In their article, Burnett, Leshy and McLaughlin develop a plan to curtail these abuses by (i) limiting the availability of conservation easements to lands that actually have demonstrable conservation value (not golf courses), (ii) incorporating required language to uphold and protect those conservation values, including standardized terms, mandatory appraisal practices to protect against over-valuation, and protocols for monitoring and reporting violations, (iii) placing limits on post-donation modifications to conservation easements (to ensure that the land continues to be used for conservation purposes), (iv) reserving the deduction for donations to entities that have both the obligation and capacity to monitor and enforce the restrictions and conditions. They point to U.S. Department of Agriculture easement purchase programs for model terms and conditions to safeguard lands subject to conservation easements.

A broader story for the significance of conservation easements today relates to their connection with Environmental, Social and Corporate Governance (ESG) finance and investing. The European Commission has committed to address climate change and environmental degradation by devoting over $600 billion euro to finance the NextGenerationEU Recovery Plan and employing the EU’s seven-year budget to finance the European Green Deal. To gain access to these funds, hedge funds, banks, and corporations seek to remake their images from fossil fuel stalwarts to ESG avatars. According to Bloomberg News, The Nature Conservancy has been using previously conserved land and natural resources as the source of carbon offsets sold to JP Morgan Chase, Disney, and BlackRock to offset their emissions from their fossil fuel-laden activities. By preserving timberlands and forests under threat of harvesting and development, carbon remains sequestered rather than emitted; carbon credits or carbon offsets monetize these efforts. The problem with issuing credits for sequestration on lands that are already restricted is that there are no net emissions reductions. The trees were never subject to being cut because the land on which they grow has been set aside and preserved under previously existing conservation easements. Therefore, the carbon credits don’t actually represent additional environmental improvements. Nevertheless, BlackRock and JP Morgan Chase have claimed that their carbon credits offset emissions from their projects, making their projects eligible for special green subsidies and green financing vehicles. A portion of the funds JP Morgan Chase and BlackRock pay to The Nature Conservancy for carbon offsets are transferred to the owners of the underlying land. Aldo Leopold must be rolling over in his grave. And the one percent are making money coming and going.
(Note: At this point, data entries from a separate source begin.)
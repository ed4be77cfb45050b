use thiserror::Error;

/// Failures surfaced by the core gateway types.
///
/// Overload drops (full per-connection queues) are deliberately not a
/// variant: they are counted and logged, never propagated.
#[derive(Debug, Error)]
pub enum CoreError {
    /// The backing key-value store rejected an operation.
    #[error("key-value store failure: {0}")]
    Store(String),

    /// The pub/sub broker rejected an operation or went away.
    #[error("broker failure: {0}")]
    Broker(String),

    /// The token is absent from the store (TTL elapsed or never issued).
    #[error("token expired")]
    Expired,

    /// A payload or identity did not parse.
    #[error("malformed {0}")]
    Malformed(String),

    /// No live entity is registered for the token.
    #[error("no entity for token {0}")]
    NotFound(String),

    /// The client clock is outside the accepted skew window.
    #[error("client clock out of sync by {0} seconds")]
    ClockSkew(i64),
}

impl CoreError {
    /// Shorthand for a `Malformed` error with context.
    pub fn malformed(what: impl Into<String>) -> Self {
        CoreError::Malformed(what.into())
    }
}
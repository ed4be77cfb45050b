//! Shared fixtures for the crate's unit tests: a counting context over the
//! in-memory backends and a recording client channel.

use crate::activity::Activity;
use crate::cell::Cell;
use crate::config::Config;
use crate::context::Context;
use crate::entity::Entity;
use crate::error::CoreError;
use crate::ids::{ClientId, TokenId};
use crate::memory::{MemoryArchive, MemoryBus, MemoryKv};
use crate::store::{next_connection_id, ArchiveStore, ClientChannel, ConnectionId};
use crate::topology::Topology;
use async_trait::async_trait;
use std::sync::atomic::{AtomicUsize, Ordering};
use std::sync::Arc;
use tokio::sync::mpsc;

/// A context over the in-memory backends that counts plane subscriptions,
/// so tests can assert idempotence.
pub(crate) struct CountingContext {
    topology: Topology,
    archive: Arc<MemoryArchive>,
    subscribe_cell_calls: AtomicUsize,
    subscribe_group_calls: AtomicUsize,
}

impl CountingContext {
    pub fn subscribe_cell_calls(&self) -> usize {
        self.subscribe_cell_calls.load(Ordering::Relaxed)
    }

    pub fn subscribe_group_calls(&self) -> usize {
        self.subscribe_group_calls.load(Ordering::Relaxed)
    }
}

pub(crate) async fn test_context() -> (Arc<CountingContext>, Arc<MemoryBus>) {
    test_context_with(Config::new(250.0, 15)).await
}

pub(crate) async fn test_context_with_ttl(ttl_secs: u64) -> (Arc<CountingContext>, Arc<MemoryBus>) {
    test_context_with(Config::new(250.0, 15).with_token_timeout(ttl_secs)).await
}

pub(crate) async fn test_context_with(config: Config) -> (Arc<CountingContext>, Arc<MemoryBus>) {
    let bus = MemoryBus::new();
    let topology = Topology::new(
        config,
        Arc::new(MemoryKv::new()),
        Arc::new(bus.connect()),
        Arc::new(bus.connect()),
        Arc::new(bus.connect()),
    );
    topology.run();
    let ctx = Arc::new(CountingContext {
        topology,
        archive: Arc::new(MemoryArchive::new()),
        subscribe_cell_calls: AtomicUsize::new(0),
        subscribe_group_calls: AtomicUsize::new(0),
    });
    (ctx, bus)
}

#[async_trait]
impl Context for CountingContext {
    fn topology(&self) -> &Topology {
        &self.topology
    }

    async fn create_token(&self, client_id: ClientId) -> Result<TokenId, CoreError> {
        self.topology.create_token(client_id).await
    }

    async fn create_entity(
        self: Arc<Self>,
        token_id: TokenId,
        _user_agent: u8,
    ) -> Result<Arc<Entity>, CoreError> {
        let client_id = self.topology.resolve(token_id).await?;
        let cell = self.topology.make_cell();
        let ctx: Arc<dyn Context> = self;
        Ok(Entity::new(ctx, client_id, token_id, cell))
    }

    async fn resolve(&self, token_id: TokenId) -> Result<ClientId, CoreError> {
        self.topology.resolve(token_id).await
    }

    async fn subscribe_to_cell(
        &self,
        conn: &Arc<dyn ClientChannel>,
        cell: &Cell,
    ) -> Result<(), CoreError> {
        self.subscribe_cell_calls.fetch_add(1, Ordering::Relaxed);
        self.topology.subscribe_to_cell(conn, cell).await
    }

    async fn subscribe_to_group(
        &self,
        conn: &Arc<dyn ClientChannel>,
        group_id: &str,
    ) -> Result<(), CoreError> {
        self.subscribe_group_calls.fetch_add(1, Ordering::Relaxed);
        self.topology.subscribe_to_group(conn, group_id, true).await
    }

    async fn unsubscribe_from_groups(
        &self,
        conn: &Arc<dyn ClientChannel>,
    ) -> Result<(), CoreError> {
        self.topology.unsubscribe_from_groups(conn).await
    }

    async fn unsubscribe(&self, conn: &Arc<dyn ClientChannel>) -> Result<(), CoreError> {
        self.topology.unsubscribe(conn).await
    }

    async fn standby(&self, entity: &Entity, _message: &[u8]) -> Result<(), CoreError> {
        let loc = entity.location();
        self.archive.append_location(entity.token_id(), &loc).await
    }

    async fn broadcast(&self, entity: &Entity, message: &[u8]) -> Result<(), CoreError> {
        let loc = entity.location();
        let _ = self.archive.append_location(entity.token_id(), &loc).await;
        self.topology.broadcast(entity, message).await
    }

    async fn get_data(&self, token_id: TokenId) -> Result<Activity, CoreError> {
        let client_id = self.topology.resolve(token_id).await?;
        let mut activity = Activity::new(client_id);
        activity.locations = self.archive.locations_by_token(token_id).await?;
        Ok(activity)
    }
}

/// A client channel that records what the fan-out hands it and counts
/// overflow drops.
pub(crate) struct RecordingChannel {
    id: ConnectionId,
    entity: Arc<Entity>,
    tx: mpsc::Sender<Vec<u8>>,
    dropped: AtomicUsize,
}

impl RecordingChannel {
    pub async fn attached(
        ctx: &Arc<CountingContext>,
    ) -> (Arc<Self>, mpsc::Receiver<Vec<u8>>) {
        Self::with_capacity(ctx, 64).await
    }

    pub async fn with_capacity(
        ctx: &Arc<CountingContext>,
        capacity: usize,
    ) -> (Arc<Self>, mpsc::Receiver<Vec<u8>>) {
        let entity = Entity::new(
            ctx.clone() as Arc<dyn Context>,
            ClientId::random(),
            TokenId::random(),
            ctx.topology().make_cell(),
        );
        let (tx, rx) = mpsc::channel(capacity);
        let channel = Arc::new(RecordingChannel {
            id: next_connection_id(),
            entity,
            tx,
            dropped: AtomicUsize::new(0),
        });
        (channel, rx)
    }

    /// This channel as the trait object the planes consume.
    pub fn handle(self: &Arc<Self>) -> Arc<dyn ClientChannel> {
        self.clone()
    }

    pub fn dropped(&self) -> usize {
        self.dropped.load(Ordering::Relaxed)
    }
}

impl ClientChannel for RecordingChannel {
    fn id(&self) -> ConnectionId {
        self.id
    }

    fn entity(&self) -> Arc<Entity> {
        self.entity.clone()
    }

    fn write(&self, payload: &[u8]) {
        if self.tx.try_send(payload.to_vec()).is_err() {
            self.dropped.fetch_add(1, Ordering::Relaxed);
        }
    }
}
Under the broad strokes of the America the Beautiful initiative, the federal government would take the role of providing support and science-based guidance to support local conservation efforts by tribes and state and local governments as well as environmental stewardship by private landowners. Tribal leaders have acknowledged the plan as an "opportunity to safeguard the environment, tribal cultural values, strengthen the Nation-to-Nation relationship, and uphold tribal sovereignty and self-determination." The plan is also bolstered by a recent survey by Robert Bonnie, Emily Pechar Diamond, and Elizabeth Rowe with the Nicholas Institute at Duke University that clarifies that rural landowners and voters prefer policies overseen by state and local governments that encourage local collaboration with communities. In addition to situating the rural / suburban divide on the environment in a distrust for the federal government, Duke University Nicholas Institute study found that rural voters respond to messages about environmental policies that emphasize moral responsibility and taking action on behalf of future generations. Congress and the Department of Treasury should take seriously their own moral responsibility and Build a Better Conservation Easement program as Burnett, Leshy and McLaughlin have advised.